Dataset records

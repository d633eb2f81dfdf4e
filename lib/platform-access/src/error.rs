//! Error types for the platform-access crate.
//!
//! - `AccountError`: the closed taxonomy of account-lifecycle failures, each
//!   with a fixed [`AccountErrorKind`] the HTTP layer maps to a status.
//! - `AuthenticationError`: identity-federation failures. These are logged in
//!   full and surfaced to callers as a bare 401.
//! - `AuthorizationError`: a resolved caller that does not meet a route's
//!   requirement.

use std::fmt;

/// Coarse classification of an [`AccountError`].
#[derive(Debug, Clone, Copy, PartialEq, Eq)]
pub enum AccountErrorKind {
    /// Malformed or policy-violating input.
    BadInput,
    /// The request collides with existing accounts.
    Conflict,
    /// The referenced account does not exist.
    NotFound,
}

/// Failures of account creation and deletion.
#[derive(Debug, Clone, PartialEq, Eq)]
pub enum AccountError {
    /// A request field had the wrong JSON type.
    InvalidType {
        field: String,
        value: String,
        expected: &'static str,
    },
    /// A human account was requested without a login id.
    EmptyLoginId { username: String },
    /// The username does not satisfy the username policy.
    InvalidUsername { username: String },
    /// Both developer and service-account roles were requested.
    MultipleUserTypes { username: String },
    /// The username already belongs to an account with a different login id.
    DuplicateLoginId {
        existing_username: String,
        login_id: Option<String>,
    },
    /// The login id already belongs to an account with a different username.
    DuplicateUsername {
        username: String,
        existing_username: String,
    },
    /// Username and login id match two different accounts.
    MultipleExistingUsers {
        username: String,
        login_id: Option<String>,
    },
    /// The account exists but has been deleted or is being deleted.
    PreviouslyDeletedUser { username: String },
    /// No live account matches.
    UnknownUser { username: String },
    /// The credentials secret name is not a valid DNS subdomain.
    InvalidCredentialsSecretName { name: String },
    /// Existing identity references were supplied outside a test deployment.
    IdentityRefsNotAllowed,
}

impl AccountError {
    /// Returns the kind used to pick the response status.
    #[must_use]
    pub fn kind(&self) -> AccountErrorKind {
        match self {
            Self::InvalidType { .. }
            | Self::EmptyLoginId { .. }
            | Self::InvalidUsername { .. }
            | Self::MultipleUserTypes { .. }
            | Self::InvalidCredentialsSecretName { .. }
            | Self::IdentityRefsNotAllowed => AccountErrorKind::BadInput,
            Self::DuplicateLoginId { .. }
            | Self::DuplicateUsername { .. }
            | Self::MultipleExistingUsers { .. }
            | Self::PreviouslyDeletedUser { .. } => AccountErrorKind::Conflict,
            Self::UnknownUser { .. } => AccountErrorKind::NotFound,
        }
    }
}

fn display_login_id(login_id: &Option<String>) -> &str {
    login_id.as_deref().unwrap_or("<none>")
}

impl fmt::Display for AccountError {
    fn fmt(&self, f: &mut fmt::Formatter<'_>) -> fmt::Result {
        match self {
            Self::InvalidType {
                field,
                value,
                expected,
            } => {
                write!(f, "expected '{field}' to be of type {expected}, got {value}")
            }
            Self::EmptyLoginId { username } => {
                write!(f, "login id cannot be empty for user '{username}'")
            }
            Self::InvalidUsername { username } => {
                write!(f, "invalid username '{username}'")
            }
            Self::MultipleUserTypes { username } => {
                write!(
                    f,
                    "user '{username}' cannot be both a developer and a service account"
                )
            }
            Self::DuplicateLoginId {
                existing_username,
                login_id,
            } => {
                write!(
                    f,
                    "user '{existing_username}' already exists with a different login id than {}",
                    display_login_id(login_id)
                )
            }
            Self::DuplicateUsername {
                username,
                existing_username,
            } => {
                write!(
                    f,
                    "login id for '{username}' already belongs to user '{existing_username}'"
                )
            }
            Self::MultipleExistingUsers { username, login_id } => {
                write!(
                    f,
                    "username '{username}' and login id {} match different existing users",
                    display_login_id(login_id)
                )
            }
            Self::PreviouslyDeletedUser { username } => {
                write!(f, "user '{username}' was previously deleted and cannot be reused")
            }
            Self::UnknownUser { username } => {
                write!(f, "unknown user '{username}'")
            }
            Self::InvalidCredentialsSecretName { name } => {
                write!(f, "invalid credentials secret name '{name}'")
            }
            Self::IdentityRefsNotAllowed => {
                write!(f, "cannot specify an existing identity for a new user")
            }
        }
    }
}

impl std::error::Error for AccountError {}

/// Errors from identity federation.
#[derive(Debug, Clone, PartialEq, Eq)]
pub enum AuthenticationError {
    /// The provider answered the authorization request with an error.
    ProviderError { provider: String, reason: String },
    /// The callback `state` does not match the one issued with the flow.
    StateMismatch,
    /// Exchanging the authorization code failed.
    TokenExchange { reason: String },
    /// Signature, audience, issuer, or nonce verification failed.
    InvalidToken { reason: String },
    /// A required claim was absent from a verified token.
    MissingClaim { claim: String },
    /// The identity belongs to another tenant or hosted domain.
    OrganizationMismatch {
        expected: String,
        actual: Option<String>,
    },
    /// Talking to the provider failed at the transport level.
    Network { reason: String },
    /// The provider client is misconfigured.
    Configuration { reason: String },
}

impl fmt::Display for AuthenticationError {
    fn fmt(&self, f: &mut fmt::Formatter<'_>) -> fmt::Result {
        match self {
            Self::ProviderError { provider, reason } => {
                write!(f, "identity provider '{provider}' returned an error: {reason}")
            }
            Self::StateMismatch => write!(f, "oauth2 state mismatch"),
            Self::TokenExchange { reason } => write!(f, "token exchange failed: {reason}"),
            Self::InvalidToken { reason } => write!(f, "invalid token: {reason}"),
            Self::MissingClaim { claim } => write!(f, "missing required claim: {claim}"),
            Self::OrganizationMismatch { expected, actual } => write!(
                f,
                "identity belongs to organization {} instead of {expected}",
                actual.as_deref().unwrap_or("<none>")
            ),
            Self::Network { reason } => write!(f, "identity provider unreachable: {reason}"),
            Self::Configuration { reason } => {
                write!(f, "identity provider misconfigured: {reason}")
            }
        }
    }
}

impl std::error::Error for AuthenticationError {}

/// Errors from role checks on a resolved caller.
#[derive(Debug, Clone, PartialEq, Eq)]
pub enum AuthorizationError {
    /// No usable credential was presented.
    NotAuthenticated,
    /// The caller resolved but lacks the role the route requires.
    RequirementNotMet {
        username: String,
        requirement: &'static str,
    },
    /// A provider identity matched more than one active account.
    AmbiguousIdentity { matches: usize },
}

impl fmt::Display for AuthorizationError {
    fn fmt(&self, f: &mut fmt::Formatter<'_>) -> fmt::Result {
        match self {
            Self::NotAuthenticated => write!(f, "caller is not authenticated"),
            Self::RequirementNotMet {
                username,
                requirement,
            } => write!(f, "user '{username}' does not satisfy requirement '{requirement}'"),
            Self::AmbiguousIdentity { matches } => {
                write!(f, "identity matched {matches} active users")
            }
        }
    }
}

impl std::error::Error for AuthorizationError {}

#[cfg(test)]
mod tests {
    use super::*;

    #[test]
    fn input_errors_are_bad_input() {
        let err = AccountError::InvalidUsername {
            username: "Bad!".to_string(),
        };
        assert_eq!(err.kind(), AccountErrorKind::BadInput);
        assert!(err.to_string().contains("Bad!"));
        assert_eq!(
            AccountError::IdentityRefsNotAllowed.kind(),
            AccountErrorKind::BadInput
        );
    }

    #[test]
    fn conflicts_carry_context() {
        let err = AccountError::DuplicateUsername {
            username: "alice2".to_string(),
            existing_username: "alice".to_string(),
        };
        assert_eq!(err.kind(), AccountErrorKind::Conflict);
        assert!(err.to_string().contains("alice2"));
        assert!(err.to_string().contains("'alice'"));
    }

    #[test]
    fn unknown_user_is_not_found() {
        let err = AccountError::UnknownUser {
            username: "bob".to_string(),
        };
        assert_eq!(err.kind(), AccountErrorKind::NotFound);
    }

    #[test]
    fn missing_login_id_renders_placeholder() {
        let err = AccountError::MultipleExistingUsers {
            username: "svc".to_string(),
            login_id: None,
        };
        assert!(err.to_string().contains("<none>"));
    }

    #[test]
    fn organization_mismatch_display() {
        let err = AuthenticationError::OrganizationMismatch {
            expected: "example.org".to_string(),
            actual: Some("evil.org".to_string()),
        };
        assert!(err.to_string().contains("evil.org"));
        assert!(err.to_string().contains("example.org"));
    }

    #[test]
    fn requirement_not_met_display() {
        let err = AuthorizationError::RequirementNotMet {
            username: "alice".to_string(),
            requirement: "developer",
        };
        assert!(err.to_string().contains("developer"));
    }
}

What this task involves
Retype exactly the lines from the start of the entries through the one with "pub enum AccountErrorKind"; include both ends.

Response to this task
repository d633eb2f81dfdf4e
filename lib/platform-access/src/error.rs
//! Error types for the platform-access crate.
//!
//! - `AccountError`: the closed taxonomy of account-lifecycle failures, each
//!   with a fixed [`AccountErrorKind`] the HTTP layer maps to a status.
//! - `AuthenticationError`: identity-federation failures. These are logged in
//!   full and surfaced to callers as a bare 401.
//! - `AuthorizationError`: a resolved caller that does not meet a route's
//!   requirement.

use std::fmt;

/// Coarse classification of an [`AccountError`].
#[derive(Debug, Clone, Copy, PartialEq, Eq)]
pub enum AccountErrorKind {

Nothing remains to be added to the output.